Utah law requires at least $25,000 in bodily injury insurance coverage. Bodily injury or liability coverage pays for the other person’s injury when you hurt them in a car accident. Not all states have a $25,000 liability minimum. California for example has $15,000 minimum liability limits.
A California driver is living in Utah for greater than 90 days. The California driver rear-ends a person in Utah causing them harm. Utah’s liability policy minimums are $25,000. But California only requires $15,000. What liability minimum applies to this car collision? $15,000 or $25,000?
When a person lives in Utah for greater than 90 days they must purchase car insurance that complies with Utah insurance law. This is called a step up provision, where the $15,000 California minimum is stepped up to Utah’s $25,000 minimum.

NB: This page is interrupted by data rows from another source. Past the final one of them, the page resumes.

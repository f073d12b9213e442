#![cfg_attr(target_os = "windows", windows_subsystem = "windows")]

mod app;
mod domain;
mod infra;
mod ui;
mod util;

use dioxus::prelude::*;

#[cfg(feature = "desktop")]
use dioxus_desktop::{tao::window::WindowBuilder, Config as DesktopConfig};

use crate::util::version::APP_NAME;

fn main() {
    // Wayland explicit-sync crashes on some drivers; fall back to GL unless the caller opts in.
    if std::env::var("WAYLAND_DISPLAY").is_ok() && std::env::var("WGPU_BACKEND").is_err() {
        std::env::set_var("WGPU_BACKEND", "gl");
    }

    // WebKit's DMABUF renderer opts into explicit sync; disable it unless the user overrides.
    if std::env::var("WAYLAND_DISPLAY").is_ok()
        && std::env::var("WEBKIT_DISABLE_DMABUF_RENDERER").is_err()
    {
        std::env::set_var("WEBKIT_DISABLE_DMABUF_RENDERER", "1");
    }

    tracing_subscriber::fmt()
        .with_env_filter(
            tracing_subscriber::EnvFilter::from_default_env()
                .add_directive(tracing::Level::INFO.into()),
        )
        .init();

    let builder = LaunchBuilder::new();

    #[cfg(feature = "desktop")]
    let builder = {
        let config = desktop! {
            DesktopConfig::new().with_window(
                WindowBuilder::new()
                    .with_title(APP_NAME)
            )
        };
        builder.with_cfg(config)
    };

    #[cfg(not(feature = "desktop"))]
    let builder = builder;

    builder.launch(app::App);
}
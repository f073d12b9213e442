use dioxus::prelude::*;
use time::OffsetDateTime;

use super::variant_tag::VariantTag;
use crate::app::Route;
use crate::domain::{classify, ShoeListing, ShoeVariant};
use crate::ui::theme;
use crate::util::assets;
use crate::util::format::{format_price, pluralize};

/// One catalog card: artwork with an optional variant tag, the name/price
/// row, and the color count with the sale price alongside while a sale
/// runs.
#[component]
pub fn ShoeCard(listing: ShoeListing) -> Element {
    // Captured once per render so every derived value agrees on the clock.
    let now = OffsetDateTime::now_utc();
    let variant = classify(listing.sale_price, listing.release_date, now);

    tracing::debug!(
        slug = %listing.slug,
        name = %listing.name,
        image_src = %listing.image_src,
        price = listing.price,
        sale_price = ?listing.sale_price,
        release_date = %listing.release_date,
        num_of_colors = listing.num_of_colors,
        variant = variant.as_str(),
        "rendering shoe card"
    );

    let on_sale = variant == ShoeVariant::OnSale;
    let image = assets::shoe_image_data_uri(&listing.image_src);
    let color_info = pluralize("Color", listing.num_of_colors);

    rsx! {
        Link {
            class: "{theme::card_link()}",
            to: Route::Shoe { slug: listing.slug.clone() },
            article {
                div { class: "relative",
                    VariantTag { variant }
                    img { class: "{theme::card_image()}", alt: "", src: "{image}" }
                }
                div { class: "mt-3 flex justify-between text-base",
                    h3 { class: "{theme::card_name()}", "{listing.name}" }
                    span { class: "{theme::card_price(on_sale)}", "{format_price(listing.price)}" }
                }
                div { class: "flex justify-between text-base",
                    p { class: "{theme::card_color_info()}", "{color_info}" }
                    if let Some(sale_price) = listing.sale_price.filter(|_| on_sale) {
                        span { class: "{theme::card_sale_price()}", "{format_price(sale_price)}" }
                    }
                }
            }
        }
    }
}
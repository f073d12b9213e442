//! Shared class-string helpers so pages and components stay consistent.

// ============================================
// BUTTON STYLES
// ============================================

pub fn filter_btn_active() -> &'static str {
    "rounded-lg px-4 py-2 text-sm font-semibold bg-rose-500/20 text-rose-300 border border-rose-500/40"
}

pub fn filter_btn_inactive() -> &'static str {
    "rounded-lg px-4 py-2 text-sm text-slate-400 border border-slate-700 transition hover:border-rose-600 hover:text-rose-300"
}

pub fn sort_btn(active: bool) -> &'static str {
    if active {
        "rounded-md border border-indigo-500/60 bg-indigo-500/15 px-2 py-1 text-[11px] font-semibold text-indigo-100"
    } else {
        "rounded-md border border-slate-800 px-2 py-1 text-[11px] text-slate-400 transition hover:border-slate-600 hover:text-slate-200"
    }
}

// ============================================
// CARD STYLES
// ============================================

pub fn card_link() -> &'static str {
    "block min-w-[280px] flex-1 text-inherit no-underline"
}

pub fn card_image() -> &'static str {
    "w-full rounded-xl border border-slate-800 bg-slate-900/60"
}

pub fn card_name() -> &'static str {
    "font-medium text-slate-100"
}

/// Base price styling; struck through and muted while a sale runs.
pub fn card_price(on_sale: bool) -> &'static str {
    if on_sale {
        "text-slate-500 line-through"
    } else {
        "text-slate-100"
    }
}

pub fn card_color_info() -> &'static str {
    "text-slate-500"
}

pub fn card_sale_price() -> &'static str {
    "font-medium text-rose-400"
}

// ============================================
// TAG STYLES
// ============================================

pub fn tag_base() -> &'static str {
    "absolute right-[-4px] top-3 rounded-sm px-2 py-1 text-xs font-semibold text-white"
}

pub fn tag_on_sale() -> &'static str {
    "bg-rose-600"
}

pub fn tag_new_release() -> &'static str {
    "bg-indigo-500"
}

// ============================================
// PANEL / TEXT STYLES
// ============================================

pub fn panel_border() -> &'static str {
    "rounded-xl border border-slate-800 bg-slate-900/40"
}

pub fn text_muted() -> &'static str {
    "text-slate-500"
}

pub fn empty_state() -> &'static str {
    "px-4 py-6 text-sm text-slate-500"
}
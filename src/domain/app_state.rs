use super::catalog::{CatalogFilter, CatalogSort};
use super::entities::ShoeListing;

/// Shared UI state, provided as a Dioxus context from the app root.
#[derive(Clone, Debug, Default)]
pub struct AppState {
    /// Catalog loaded from the embedded asset at startup. Empty when the
    /// load failed; the failure itself is surfaced through a toast.
    pub listings: Vec<ShoeListing>,
    pub filter: CatalogFilter,
    pub sort: CatalogSort,
}

impl AppState {
    pub fn find_listing(&self, slug: &str) -> Option<&ShoeListing> {
        self.listings.iter().find(|listing| listing.slug == slug)
    }
}
//! Display formatting for prices and counted labels.

/// Formats an integer cent amount as a US-dollar price string, grouping
/// the dollar part in thousands: `format_price(123456)` is `"$1,234.56"`.
pub fn format_price(cents: i64) -> String {
    let sign = if cents < 0 { "-" } else { "" };
    let magnitude = cents.unsigned_abs();
    let dollars = magnitude / 100;
    let remainder = magnitude % 100;
    format!("{sign}${}.{remainder:02}", group_thousands(dollars))
}

/// Returns `"{count} {noun}"`, with the noun left singular only when the
/// count is exactly one.
pub fn pluralize(noun: &str, count: u32) -> String {
    if count == 1 {
        format!("{count} {noun}")
    } else {
        format!("{count} {noun}s")
    }
}

fn group_thousands(value: u64) -> String {
    let digits = value.to_string();
    let mut grouped = String::with_capacity(digits.len() + digits.len() / 3);
    for (index, ch) in digits.chars().enumerate() {
        if index > 0 && (digits.len() - index) % 3 == 0 {
            grouped.push(',');
        }
        grouped.push(ch);
    }
    grouped
}
use dioxus::prelude::*;
use time::OffsetDateTime;

use crate::{
    domain::{filter_listings, sort_listings, AppState, CatalogSort},
    ui::{components::shoe_grid::ShoeGrid, theme},
    util::format::pluralize,
};

/// The storefront grid: the active filter's listings, ordered by the
/// selected sort.
#[component]
pub fn CatalogPage() -> Element {
    let mut state = use_context::<Signal<AppState>>();

    let (filter, sort, listings) = state.with(|st| (st.filter, st.sort, st.listings.clone()));

    let now = OffsetDateTime::now_utc();
    let mut visible = filter_listings(&listings, filter, now);
    sort_listings(&mut visible, sort);

    let heading = filter.label();
    let shoe_count = pluralize("shoe", visible.len() as u32);

    rsx! {
        section {
            header {
                class: "mb-6 flex flex-wrap items-center justify-between gap-2",
                div {
                    h2 { class: "text-lg font-semibold text-slate-100", "{heading}" }
                    p { class: "text-xs {theme::text_muted()}", "{shoe_count}" }
                }
                div {
                    class: "flex items-center gap-2 text-xs uppercase tracking-wide text-slate-400",
                    span { "Sort:" }
                    for mode in [
                        CatalogSort::NewestReleases,
                        CatalogSort::PriceLowHigh,
                        CatalogSort::PriceHighLow,
                    ] {
                        button {
                            class: theme::sort_btn(sort == mode),
                            onclick: move |_| state.with_mut(|st| st.sort = mode),
                            "{mode.label()}"
                        }
                    }
                }
            }
            ShoeGrid { listings: visible }
        }
    }
}
use dioxus::prelude::*;
use time::format_description::well_known::Rfc3339;
use time::OffsetDateTime;

use crate::{
    app::Route,
    domain::{classify, AppState, ShoeVariant},
    ui::{components::variant_tag::VariantTag, theme},
    util::{
        assets,
        format::{format_price, pluralize},
    },
};

/// Detail view behind a card's `/shoe/{slug}` link.
#[component]
pub fn ShoeDetailPage(slug: String) -> Element {
    let state = use_context::<Signal<AppState>>();
    let listing = state.with(|st| st.find_listing(&slug).cloned());

    let Some(listing) = listing else {
        tracing::warn!(slug = %slug, "detail route hit for unknown listing");
        return rsx! {
            div { class: "{theme::panel_border()}",
                p { class: "{theme::empty_state()}", "No shoe found for “{slug}”." }
                p { class: "px-4 pb-6 text-sm",
                    Link {
                        class: "text-rose-300 hover:text-rose-200",
                        to: Route::Catalog {},
                        "Back to the catalog"
                    }
                }
            }
        };
    };

    let now = OffsetDateTime::now_utc();
    let variant = classify(listing.sale_price, listing.release_date, now);
    let on_sale = variant == ShoeVariant::OnSale;
    let image = assets::shoe_image_data_uri(&listing.image_src);
    let color_info = pluralize("Color", listing.num_of_colors);
    let released = listing
        .release_date
        .format(&Rfc3339)
        .unwrap_or_else(|_| listing.release_date.to_string());

    rsx! {
        section {
            class: "grid gap-8 md:grid-cols-2",
            div { class: "relative",
                VariantTag { variant }
                img { class: "{theme::card_image()}", alt: "{listing.name}", src: "{image}" }
            }
            div {
                h2 { class: "text-2xl font-semibold text-slate-100", "{listing.name}" }
                div { class: "mt-4 flex items-baseline gap-3 text-xl",
                    span { class: "{theme::card_price(on_sale)}", "{format_price(listing.price)}" }
                    if let Some(sale_price) = listing.sale_price.filter(|_| on_sale) {
                        span { class: "{theme::card_sale_price()}", "{format_price(sale_price)}" }
                    }
                }
                p { class: "mt-2 text-sm {theme::text_muted()}", "{color_info}" }
                p { class: "mt-1 text-xs {theme::text_muted()}", "Released {released}" }
                p { class: "mt-8 text-sm",
                    Link {
                        class: "text-rose-300 hover:text-rose-200",
                        to: Route::Catalog {},
                        "← Back to the catalog"
                    }
                }
            }
        }
    }
}
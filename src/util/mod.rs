use std::sync::atomic::{AtomicUsize, Ordering};

pub mod assets;
pub mod format;
pub mod version;

static ID_COUNTER: AtomicUsize = AtomicUsize::new(1);

pub fn generate_id(prefix: &str) -> String {
    let value = ID_COUNTER.fetch_add(1, Ordering::Relaxed);
    format!("{prefix}-{value}")
}
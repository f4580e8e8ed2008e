// src/errors.rs

//! Crate-wide error types.
//!
//! Everything in here is fatal at startup. Script failures have their own
//! type ([`crate::exec::ActionLaunchError`]) because they never leave the
//! action runner.

use thiserror::Error;

/// The provider could not construct the base category filter for the
/// family of devices being watched.
#[derive(Error, Debug, Clone, PartialEq, Eq)]
#[error("cannot build base filter for device category '{category}': {reason}")]
pub struct MatcherBuildError {
    pub category: String,
    pub reason: String,
}

/// The provider refused to register a subscription.
#[derive(Error, Debug, Clone, PartialEq, Eq)]
#[error("cannot register {kind} subscription: {reason}")]
pub struct SubscriptionError {
    pub kind: crate::types::EventKind,
    pub reason: String,
}

#[derive(Error, Debug)]
pub enum HidkitError {
    #[error("Configuration error: {0}")]
    ConfigError(String),

    #[error(transparent)]
    MatcherBuild(#[from] MatcherBuildError),

    #[error(transparent)]
    Subscription(#[from] SubscriptionError),

    #[error("device notification channel closed")]
    EventChannelClosed,

    #[error("IO error: {0}")]
    IoError(#[from] std::io::Error),

    #[error("TOML parsing error: {0}")]
    TomlError(#[from] toml::de::Error),

    #[error(transparent)]
    Other(#[from] anyhow::Error),
}

pub use anyhow::Error;
pub type Result<T> = std::result::Result<T, HidkitError>;
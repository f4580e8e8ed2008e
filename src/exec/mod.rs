// src/exec/mod.rs

//! Script execution.
//!
//! - [`backend`] defines the `ActionRunner` trait the dispatcher calls and
//!   the production `ProcessLauncher`.
//! - [`launcher`] launches one script process and classifies failures.

pub mod backend;
pub mod launcher;

pub use backend::{ActionRequest, ActionRunner, ProcessLauncher};
pub use launcher::{ActionLaunchError, launch_process, spawn_process, wait_process};
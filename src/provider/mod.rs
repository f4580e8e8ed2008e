// src/provider/mod.rs

//! Device-notification services.
//!
//! A provider enumerates devices of one category, matches them against
//! [`MatcherQuery`]s and reports arrivals/removals for every registered
//! subscription over a single channel of [`Notification`]s. The daemon
//! loop owns the receiving end of that channel.
//!
//! - [`memory`] is a deterministic in-process provider used by tests.
//! - [`sysfs`] watches Linux hidraw devices (`/dev` + `/sys/class/hidraw`).

use tokio::sync::mpsc;

use crate::device::DeviceHandle;
use crate::errors::{MatcherBuildError, SubscriptionError};
use crate::matcher::MatcherQuery;
use crate::types::EventKind;

pub mod hidraw;
pub mod memory;
pub mod sysfs;

pub use memory::MemoryProvider;
pub use sysfs::SysfsProvider;

/// Capacity of the provider → daemon notification channel.
pub const NOTIFICATION_CHANNEL_CAPACITY: usize = 64;

pub type SubscriptionId = u64;

/// A registered subscription: one query bound to one event kind.
#[derive(Debug, Clone, Copy, PartialEq, Eq, Hash)]
pub struct SubscriptionHandle {
    id: SubscriptionId,
    kind: EventKind,
}

impl SubscriptionHandle {
    pub fn new(id: SubscriptionId, kind: EventKind) -> Self {
        Self { id, kind }
    }

    pub fn id(&self) -> SubscriptionId {
        self.id
    }

    pub fn kind(&self) -> EventKind {
        self.kind
    }
}

/// One delivery from a provider: every device that matched `subscription`
/// in a single notification, in provider order.
#[derive(Debug)]
pub struct Notification {
    pub subscription: SubscriptionId,
    pub devices: Vec<DeviceHandle>,
}

pub fn notification_channel() -> (mpsc::Sender<Notification>, mpsc::Receiver<Notification>) {
    mpsc::channel(NOTIFICATION_CHANNEL_CAPACITY)
}

/// Interface the daemon needs from a device-notification service.
pub trait NotificationService: Send {
    /// An unconstrained query for the device category this provider
    /// watches. Fields are added with [`MatcherQuery::set_field`].
    fn base_category_filter(&self) -> Result<MatcherQuery, MatcherBuildError>;

    /// Register interest in `kind` events for devices matching `query`.
    ///
    /// Future events are delivered over the provider's notification
    /// channel. Devices that already match are held back until
    /// [`NotificationService::drain_current_matches`] is called.
    fn subscribe(
        &mut self,
        kind: EventKind,
        query: MatcherQuery,
    ) -> Result<SubscriptionHandle, SubscriptionError>;

    /// Take the devices that matched `subscription` at registration time.
    ///
    /// Arrival subscriptions return the devices already present; removal
    /// subscriptions return nothing. A second call returns nothing.
    fn drain_current_matches(&mut self, subscription: &SubscriptionHandle) -> Vec<DeviceHandle>;
}
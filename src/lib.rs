// src/lib.rs

pub mod cli;
pub mod config;
pub mod device;
pub mod dispatch;
pub mod engine;
pub mod errors;
pub mod exec;
pub mod fs;
pub mod logging;
pub mod matcher;
pub mod provider;
pub mod types;

use std::sync::Arc;

use tracing::{info, warn};

use crate::cli::CliArgs;
use crate::config::{DaemonConfig, DaemonSettings, RawDaemonConfig};
use crate::dispatch::EventDispatcher;
use crate::engine::{Daemon, ShutdownHandle, shutdown_channel};
use crate::errors::Result;
use crate::exec::ProcessLauncher;
use crate::matcher::filter_fields;
use crate::provider::{SysfsProvider, notification_channel};

/// High-level entry point used by `main.rs`.
///
/// This wires together:
/// - config loading (flags over optional TOML file)
/// - the sysfs provider and its notification channel
/// - the process launcher and dispatcher
/// - SIGINT/SIGTERM handling
pub async fn run(args: CliArgs) -> Result<()> {
    if args.list_devices {
        return list_devices(&args);
    }

    let cfg = config::load_and_validate(args.config.as_deref(), args.overrides())?;

    if args.dry_run {
        print_dry_run(&cfg);
        return Ok(());
    }

    let (tx, rx) = notification_channel();
    let provider = SysfsProvider::new(
        cfg.settings.dev_dir.clone(),
        cfg.settings.sysfs_class_dir.clone(),
        tx,
    );

    let (shutdown, shutdown_rx) = shutdown_channel();
    spawn_signal_listener(shutdown);

    let runner = ProcessLauncher::new(cfg.settings.script_mode, cfg.settings.script_timeout);
    let dispatcher = EventDispatcher::new(Arc::new(cfg.actions), runner);

    let daemon = Daemon::new(provider, rx, dispatcher, cfg.filter, shutdown_rx);
    let stats = daemon.run().await?;

    info!(devices = stats.devices, launches = stats.launches, "hidkitd exiting");
    Ok(())
}

/// Raise the shutdown signal on Ctrl-C or SIGTERM.
fn spawn_signal_listener(shutdown: ShutdownHandle) {
    tokio::spawn(async move {
        wait_for_termination().await;
        info!("termination requested; shutting down");
        shutdown.trigger();
    });
}

#[cfg(unix)]
async fn wait_for_termination() {
    use tokio::signal::unix::{SignalKind, signal};

    match signal(SignalKind::terminate()) {
        Ok(mut term) => {
            tokio::select! {
                res = tokio::signal::ctrl_c() => {
                    if let Err(e) = res {
                        warn!("failed to listen for Ctrl+C: {e}");
                        std::future::pending::<()>().await;
                    }
                }
                _ = term.recv() => {}
            }
        }
        Err(e) => {
            warn!("failed to listen for SIGTERM: {e}");
            if let Err(e) = tokio::signal::ctrl_c().await {
                warn!("failed to listen for Ctrl+C: {e}");
                std::future::pending::<()>().await;
            }
        }
    }
}

#[cfg(not(unix))]
async fn wait_for_termination() {
    if let Err(e) = tokio::signal::ctrl_c().await {
        warn!("failed to listen for Ctrl+C: {e}");
        std::future::pending::<()>().await;
    }
}

/// `--list-devices`: print what the provider can see, one device per line.
fn list_devices(args: &CliArgs) -> Result<()> {
    let base = match args.config.as_deref() {
        Some(path) => config::load_from_path(path)?,
        None => RawDaemonConfig::default(),
    };
    let settings = DaemonSettings::try_from(base.merged_with(args.overrides()).daemon)?;

    // Nothing is subscribed, so the channel never carries anything.
    let (tx, _rx) = notification_channel();
    let provider = SysfsProvider::new(settings.dev_dir, settings.sysfs_class_dir, tx);

    let devices = provider.list_devices()?;
    if devices.is_empty() {
        println!("no hidraw devices found");
    }
    for (id, props) in devices {
        println!("{id}: {props}");
    }
    Ok(())
}

/// Simple dry-run output: print filters, actions and settings.
fn print_dry_run(cfg: &DaemonConfig) {
    println!("hidkitd dry-run");
    println!("filters (AND):");
    for (key, value) in filter_fields(&cfg.filter) {
        println!("  {key} = {value}");
    }

    println!("actions:");
    if let Some(path) = cfg.actions.on_connect() {
        println!("  on-connect: {}", path.display());
    }
    if let Some(path) = cfg.actions.on_disconnect() {
        println!("  on-disconnect: {}", path.display());
    }

    println!("daemon:");
    println!("  script_mode = {:?}", cfg.settings.script_mode);
    if let Some(timeout) = cfg.settings.script_timeout {
        println!("  script_timeout = {timeout:?}");
    }
    println!("  dev_dir = {}", cfg.settings.dev_dir.display());
    println!("  sysfs_class_dir = {}", cfg.settings.sysfs_class_dir.display());
}
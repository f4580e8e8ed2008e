// src/matcher/mod.rs

//! Matcher compilation.
//!
//! Turns a validated [`crate::config::FilterSpec`] into a [`MatcherQuery`]
//! the notification service understands. One query is built per
//! subscription, so the arrival and removal subscriptions never alias.

pub mod compile;
pub mod query;

pub use compile::{compile, filter_fields};
pub use query::{MatcherQuery, PropertyKey, PropertyValue, same_address};
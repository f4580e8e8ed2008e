// src/config/validate.rs

use std::path::PathBuf;
use std::time::Duration;

use crate::config::model::{
    ActionSet, DaemonConfig, DaemonSettings, FilterSpec, RawActionSet, RawDaemonConfig,
    RawDaemonSection, RawFilterSpec,
};
use crate::errors::{HidkitError, Result};

impl TryFrom<RawFilterSpec> for FilterSpec {
    type Error = HidkitError;

    fn try_from(raw: RawFilterSpec) -> std::result::Result<Self, Self::Error> {
        validate_filter(&raw)?;
        Ok(FilterSpec::new_unchecked(raw))
    }
}

impl TryFrom<RawActionSet> for ActionSet {
    type Error = HidkitError;

    fn try_from(raw: RawActionSet) -> std::result::Result<Self, Self::Error> {
        validate_actions(&raw)?;
        Ok(ActionSet::new_unchecked(raw))
    }
}

impl TryFrom<RawDaemonSection> for DaemonSettings {
    type Error = HidkitError;

    fn try_from(raw: RawDaemonSection) -> std::result::Result<Self, Self::Error> {
        let script_timeout = match raw.script_timeout_secs {
            Some(0) => {
                return Err(HidkitError::ConfigError(
                    "[daemon].script_timeout_secs must be >= 1 (got 0)".to_string(),
                ));
            }
            Some(secs) => Some(Duration::from_secs(secs)),
            None => None,
        };

        let defaults = DaemonSettings::default();
        Ok(DaemonSettings {
            script_mode: raw.script_mode.unwrap_or(defaults.script_mode),
            script_timeout,
            dev_dir: non_empty_dir(raw.dev_dir, "dev_dir")?.unwrap_or(defaults.dev_dir),
            sysfs_class_dir: non_empty_dir(raw.sysfs_class_dir, "sysfs_class_dir")?
                .unwrap_or(defaults.sysfs_class_dir),
        })
    }
}

impl TryFrom<RawDaemonConfig> for DaemonConfig {
    type Error = HidkitError;

    fn try_from(raw: RawDaemonConfig) -> std::result::Result<Self, Self::Error> {
        Ok(DaemonConfig {
            filter: FilterSpec::try_from(raw.filter)?,
            actions: ActionSet::try_from(raw.action)?,
            settings: DaemonSettings::try_from(raw.daemon)?,
        })
    }
}

fn validate_filter(raw: &RawFilterSpec) -> Result<()> {
    let numbers = [
        ("vendor_id", raw.vendor_id),
        ("product_id", raw.product_id),
        ("usage_page", raw.usage_page),
        ("usage", raw.usage),
    ];
    for (name, value) in numbers {
        if value == Some(0) {
            return Err(HidkitError::ConfigError(format!(
                "filter '{name}' must be greater than 0"
            )));
        }
    }

    let texts = [
        ("product_name", raw.product_name.as_deref()),
        ("device_address", raw.device_address.as_deref()),
    ];
    for (name, value) in texts {
        if value.is_some_and(|s| s.trim().is_empty()) {
            return Err(HidkitError::ConfigError(format!(
                "filter '{name}' must not be empty"
            )));
        }
    }

    if numbers.iter().all(|(_, v)| v.is_none()) && texts.iter().all(|(_, v)| v.is_none()) {
        return Err(HidkitError::ConfigError(
            "at least one filter must be given (vendor id, product id, usage page, usage, name or address)"
                .to_string(),
        ));
    }

    Ok(())
}

fn validate_actions(raw: &RawActionSet) -> Result<()> {
    for (name, path) in [
        ("on_connect", raw.on_connect.as_ref()),
        ("on_disconnect", raw.on_disconnect.as_ref()),
    ] {
        if path.is_some_and(|p| p.as_os_str().is_empty()) {
            return Err(HidkitError::ConfigError(format!(
                "action '{name}' must not be an empty path"
            )));
        }
    }

    if raw.on_connect.is_none() && raw.on_disconnect.is_none() {
        return Err(HidkitError::ConfigError(
            "at least one action script must be given (on-connect or on-disconnect)".to_string(),
        ));
    }

    Ok(())
}

fn non_empty_dir(dir: Option<PathBuf>, name: &str) -> Result<Option<PathBuf>> {
    match dir {
        Some(d) if d.as_os_str().is_empty() => Err(HidkitError::ConfigError(format!(
            "[daemon].{name} must not be empty"
        ))),
        other => Ok(other),
    }
}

This law is found in Utah Code Ann. 41-12a-301 which states:
(2) Except as provided in Subsection (5):
(a) every resident owner of a motor vehicle shall maintain owner’s or operator’s security in effect at any time that the motor vehicle is operated on a highway or on a quasi-public road or parking area within the state; and
(b) every nonresident owner of a motor vehicle that has been physically present in this state for:
(i) 90 or fewer days during the preceding 365 days shall maintain the type and amount of owner’s or operator’s security required in his place of residence, in effect continuously throughout the period the motor vehicle remains within Utah; or
(ii) more than 90 days during the preceding 365 days shall thereafter maintain owner’s or operator’s security in effect continuously throughout the period the motor vehicle remains within Utah.